Halting by the bed, Linnet looked down at his face. Willed his lashes to flutter, willed him to open his eyes and look at her again. She wanted to see his lips curve again; they had before, in a wholly seductive way, but she suspected he’d been delirious at the time.
Of course, he just lay there. Placing a hand on his brow, then sliding it down to the curve of his throat, she confirmed he was still far too cold. He was literally comatose, and nothing they’d yet done had succeeded in warming him sufficiently.

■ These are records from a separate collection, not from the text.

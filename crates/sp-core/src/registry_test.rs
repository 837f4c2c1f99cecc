use super::*;
use tempfile::tempdir;

#[test]
fn test_load_absent_is_none() {
    let dir = tempdir().unwrap();
    let path = dir.path().join("myapp.json");

    assert!(Registry::load(&path).unwrap().is_none());
}

#[test]
fn test_save_and_load_roundtrip() {
    let dir = tempdir().unwrap();
    let path = dir.path().join("myapp.json");

    let mut registry = Registry::default();
    registry.insert(PatchRecord::applied_now(0, "init.sql"));
    registry.insert(PatchRecord::applied_now(3, "003_indexes.sql"));
    registry.save(&path).unwrap();

    let loaded = Registry::load(&path).unwrap().unwrap();
    assert_eq!(loaded.len(), 2);
    assert!(loaded.contains(0));
    assert!(loaded.contains(3));
    assert!(!loaded.contains(1));

    let names: Vec<&str> = loaded.iter().map(|r| r.name.as_str()).collect();
    assert_eq!(names, vec!["init.sql", "003_indexes.sql"]);
}

#[test]
fn test_load_empty_array_is_an_empty_registry() {
    let dir = tempdir().unwrap();
    let path = dir.path().join("myapp.json");
    fs::write(&path, "[]").unwrap();

    let loaded = Registry::load(&path).unwrap();
    assert!(loaded.is_some());
    assert!(loaded.unwrap().is_empty());
}

#[test]
fn test_load_corrupt_bookmark() {
    let dir = tempdir().unwrap();
    let path = dir.path().join("myapp.json");
    fs::write(&path, "{ not json").unwrap();

    let err = Registry::load(&path).unwrap_err();
    assert!(matches!(err, CoreError::RegistryUnreadable { .. }));
}

#[test]
fn test_load_wrong_shape_is_unreadable() {
    let dir = tempdir().unwrap();
    let path = dir.path().join("myapp.json");
    fs::write(&path, r#"{"number": 1}"#).unwrap();

    let err = Registry::load(&path).unwrap_err();
    assert!(matches!(err, CoreError::RegistryUnreadable { .. }));
}

#[test]
fn test_save_sorts_by_number() {
    let dir = tempdir().unwrap();
    let path = dir.path().join("myapp.json");

    let mut registry = Registry::default();
    registry.insert(PatchRecord::applied_now(7, "007_late.sql"));
    registry.insert(PatchRecord::applied_now(2, "002_early.sql"));
    registry.insert(PatchRecord::applied_now(5, "005_middle.sql"));
    registry.save(&path).unwrap();

    let json: serde_json::Value = serde_json::from_str(&fs::read_to_string(&path).unwrap()).unwrap();
    let numbers: Vec<u64> = json
        .as_array()
        .unwrap()
        .iter()
        .map(|r| r["number"].as_u64().unwrap())
        .collect();
    assert_eq!(numbers, vec![2, 5, 7]);
}

#[test]
fn test_save_creates_parent_directory() {
    let dir = tempdir().unwrap();
    let path = dir.path().join("bookmarks").join("myapp.json");

    Registry::default().save(&path).unwrap();
    assert!(path.exists());
}

#[test]
fn test_insert_replaces_same_number() {
    let mut registry = Registry::default();
    registry.insert(PatchRecord::applied_now(1, "001_old.sql"));
    registry.insert(PatchRecord::applied_now(1, "001_new.sql"));

    assert_eq!(registry.len(), 1);
    assert_eq!(registry.iter().next().unwrap().name, "001_new.sql");
}

#[test]
fn test_bookmark_path() {
    assert_eq!(
        bookmark_path(Path::new("/var/lib/sqlpatch"), "myapp"),
        PathBuf::from("/var/lib/sqlpatch/myapp.json")
    );
}
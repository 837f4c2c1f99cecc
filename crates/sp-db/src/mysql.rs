//! MySQL database backend implementation

use crate::error::{DbError, DbResult};
use crate::traits::Database;
use async_trait::async_trait;
use sp_core::config::SchemaConfig;
use sqlx::mysql::{MySqlConnectOptions, MySqlConnection};
use sqlx::{ConnectOptions, Connection, Executor};
use tokio::sync::Mutex;

/// MySQL backend over a single connection.
///
/// Statements run over the text protocol (`sqlx::raw_sql`) so DDL does not
/// go through prepare. The connection is released explicitly with
/// [`Database::close`]; every call after that fails with a connection
/// error.
pub struct MySqlBackend {
    conn: Mutex<Option<MySqlConnection>>,
}

impl MySqlBackend {
    /// Connect using resolved schema parameters.
    pub async fn connect(config: &SchemaConfig) -> DbResult<Self> {
        let options = MySqlConnectOptions::new()
            .host(&config.host)
            .port(config.port)
            .database(&config.dbname)
            .charset(&config.charset.to_lowercase())
            .username(&config.user)
            .password(&config.pass);

        let conn = options
            .connect()
            .await
            .map_err(|e| DbError::ConnectionError(e.to_string()))?;

        Ok(Self {
            conn: Mutex::new(Some(conn)),
        })
    }

    /// Human-readable connection target, for the startup banner.
    pub fn describe(config: &SchemaConfig) -> String {
        format!(
            "mysql://{}@{}:{}/{}",
            config.user, config.host, config.port, config.dbname
        )
    }

}

#[async_trait]
impl Database for MySqlBackend {
    async fn execute(&self, sql: &str) -> DbResult<i64> {
        // rows_affected is 0 for read-style statements on this driver, so
        // the negative "not meaningful" sentinel never occurs here.
        let mut guard = self.conn.lock().await;
        let conn = guard
            .as_mut()
            .ok_or_else(|| DbError::ConnectionError("connection closed".to_string()))?;

        let result = conn
            .execute(sqlx::raw_sql(sql))
            .await
            .map_err(|e| DbError::ExecutionError(format!("{e}: {sql}")))?;
        Ok(result.rows_affected() as i64)
    }

    async fn warning_count(&self) -> DbResult<u64> {
        let mut guard = self.conn.lock().await;
        let conn = guard
            .as_mut()
            .ok_or_else(|| DbError::ConnectionError("connection closed".to_string()))?;

        let count: u64 = sqlx::query_scalar("SELECT @@warning_count")
            .fetch_one(&mut *conn)
            .await
            .map_err(|e| DbError::ExecutionError(e.to_string()))?;
        Ok(count)
    }

    async fn begin(&self) -> DbResult<()> {
        let mut guard = self.conn.lock().await;
        let conn = guard
            .as_mut()
            .ok_or_else(|| DbError::ConnectionError("connection closed".to_string()))?;

        let sql = "START TRANSACTION";
        conn
            .execute(sqlx::raw_sql(sql))
            .await
            .map_err(|e| DbError::TransactionError(format!("{e}: {sql}")))?;
        Ok(())
    }

    async fn commit(&self) -> DbResult<()> {
        let mut guard = self.conn.lock().await;
        let conn = guard
            .as_mut()
            .ok_or_else(|| DbError::ConnectionError("connection closed".to_string()))?;

        let sql = "COMMIT";
        conn
            .execute(sqlx::raw_sql(sql))
            .await
            .map_err(|e| DbError::TransactionError(format!("{e}: {sql}")))?;
        Ok(())
    }

    async fn rollback(&self) -> DbResult<()> {
        let mut guard = self.conn.lock().await;
        let conn = guard
            .as_mut()
            .ok_or_else(|| DbError::ConnectionError("connection closed".to_string()))?;

        let sql = "ROLLBACK";
        conn
            .execute(sqlx::raw_sql(sql))
            .await
            .map_err(|e| DbError::TransactionError(format!("{e}: {sql}")))?;
        Ok(())
    }

    async fn close(&self) -> DbResult<()> {
        let conn = self.conn.lock().await.take();
        match conn {
            Some(conn) => conn
                .close()
                .await
                .map_err(|e| DbError::ConnectionError(e.to_string())),
            None => Ok(()),
        }
    }

    fn db_type(&self) -> &'static str {
        "mysql"
    }
}

#[cfg(test)]
mod tests {
    use super::*;

    fn schema() -> SchemaConfig {
        SchemaConfig {
            host: "db.internal".to_string(),
            port: 3307,
            dbname: "myapp".to_string(),
            charset: "UTF8MB4".to_string(),
            user: "installer".to_string(),
            pass: "secret".to_string(),
        }
    }

    #[test]
    fn test_describe_omits_password() {
        let described = MySqlBackend::describe(&schema());
        assert_eq!(described, "mysql://installer@db.internal:3307/myapp");
        assert!(!described.contains("secret"));
    }
}
//! Applied-patch registry (bookmark)
//!
//! One JSON bookmark file per schema records which patch numbers have been
//! applied. An absent file means the schema was never bootstrapped, which is
//! a different state from a bookmark holding an empty array.
//!
//! The bookmark is rewritten in full after every successful patch and the
//! write is not atomic, so a crash mid-write can corrupt it. The engine
//! assumes exclusive ownership of a schema's bookmark for the duration of a
//! run; concurrent runs against the same schema can race on it.

use chrono::{DateTime, Utc};
use serde::{Deserialize, Serialize};
use std::collections::BTreeMap;
use std::fs;
use std::path::{Path, PathBuf};

use crate::error::{CoreError, CoreResult};

/// One applied patch, as stored in the bookmark file.
#[derive(Debug, Clone, PartialEq, Serialize, Deserialize)]
pub struct PatchRecord {
    /// Patch number, unique within a schema
    pub number: u64,

    /// File name the patch was applied from
    pub name: String,

    /// When the patch was applied
    pub timestamp: DateTime<Utc>,
}

impl PatchRecord {
    /// Record `name` as applied now.
    pub fn applied_now(number: u64, name: impl Into<String>) -> Self {
        Self {
            number,
            name: name.into(),
            timestamp: Utc::now(),
        }
    }
}

/// In-memory set of applied patches for one schema.
///
/// Records are only ever added; there is no deletion path.
#[derive(Debug, Clone, Default)]
pub struct Registry {
    records: BTreeMap<u64, PatchRecord>,
}

impl Registry {
    /// Load a registry from a bookmark file.
    ///
    /// Returns `Ok(None)` when the file does not exist ("never
    /// bootstrapped"). A file that exists but cannot be read or decoded as
    /// a JSON array of records is a [`CoreError::RegistryUnreadable`].
    pub fn load(path: &Path) -> CoreResult<Option<Registry>> {
        if !path.exists() {
            return Ok(None);
        }

        let content = fs::read_to_string(path).map_err(|e| CoreError::RegistryUnreadable {
            path: path.display().to_string(),
            message: e.to_string(),
        })?;

        let records: Vec<PatchRecord> =
            serde_json::from_str(&content).map_err(|e| CoreError::RegistryUnreadable {
                path: path.display().to_string(),
                message: e.to_string(),
            })?;

        let mut registry = Registry::default();
        for record in records {
            registry.insert(record);
        }
        Ok(Some(registry))
    }

    /// Persist the registry, rewriting the bookmark file in full.
    ///
    /// Records are serialized as a JSON array sorted ascending by number,
    /// independent of insertion order. The parent directory is created if
    /// missing.
    pub fn save(&self, path: &Path) -> CoreResult<()> {
        if let Some(parent) = path.parent() {
            if !parent.as_os_str().is_empty() {
                fs::create_dir_all(parent).map_err(|source| CoreError::IoWithPath {
                    path: parent.display().to_string(),
                    source,
                })?;
            }
        }

        let records: Vec<&PatchRecord> = self.records.values().collect();
        let json = serde_json::to_string_pretty(&records)?;
        fs::write(path, json).map_err(|source| CoreError::IoWithPath {
            path: path.display().to_string(),
            source,
        })?;
        Ok(())
    }

    /// Whether a patch with `number` has been applied.
    pub fn contains(&self, number: u64) -> bool {
        self.records.contains_key(&number)
    }

    /// Insert a record, replacing any previous record with the same number.
    pub fn insert(&mut self, record: PatchRecord) {
        self.records.insert(record.number, record);
    }

    /// Number of applied patches.
    pub fn len(&self) -> usize {
        self.records.len()
    }

    /// Whether no patches have been applied yet.
    pub fn is_empty(&self) -> bool {
        self.records.is_empty()
    }

    /// Records in ascending patch-number order.
    pub fn iter(&self) -> impl Iterator<Item = &PatchRecord> {
        self.records.values()
    }
}

/// Bookmark file path for `schema` under `dir`: `<dir>/<schema>.json`.
pub fn bookmark_path(dir: &Path, schema: &str) -> PathBuf {
    dir.join(format!("{schema}.json"))
}

#[cfg(test)]
#[path = "registry_test.rs"]
mod tests;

Drawing back her hand, she huffed out a breath. She’d intended to sleep on the daybed before the windows, but… her bed, the manor’s master’s bed, was wide-designed for a couple where the man was large. Of course, if she was going to warm him up, she’d need to sleep close, rather than apart.
Swinging away, she crossed to her chest and hunted out her thickest flannel nightgown. One eye on the bed, she stripped out of her warm gown, her woollen shift and fine chemise, then pulled the nightgown over her head.
Her patient hadn’t stirred, hadn’t cracked an eyelid.
Quickly letting down her hair, she slid her splayed fingers through the mass, shaking the long tresses loose. Lifting her woollen robe from its hook on the side of her armoire, she donned and belted it-another layer of armor against any attack, however feeble, on her modesty.
Approaching the bed, she inwardly scoffed. No matter who he proved to be, she’d been managing men all her life; she harbored no doubt whatsoever that she could and would manage him. Just like the others, he would learn. She ordered, they obeyed. That was, and always would be, the way of her world.